- **Work instructions**
Output the entries exactly.

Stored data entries
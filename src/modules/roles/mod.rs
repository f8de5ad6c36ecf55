//! Role administration and role switching.
//!
//! Role records themselves live in [`crate::access`]; this module is the
//! HTTP surface over them: create/list/get/rename, status toggling,
//! permission grants, assignment listing, and the authenticated
//! switch-active-role endpoint.

pub mod controller;
pub mod model;
pub mod router;
pub mod service;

- **Solution**
filename src/modules/roles/mod.rs
repository f8de5ad6c36ecf55
//! Role administration and role switching.
//!
//! Role records themselves live in [`crate::access`]; this module is the
//! HTTP surface over them: create/list/get/rename, status toggling,
//! permission grants, assignment listing, and the authenticated
//! switch-active-role endpoint.

pub mod controller;
pub mod model;
pub mod router;
pub mod service;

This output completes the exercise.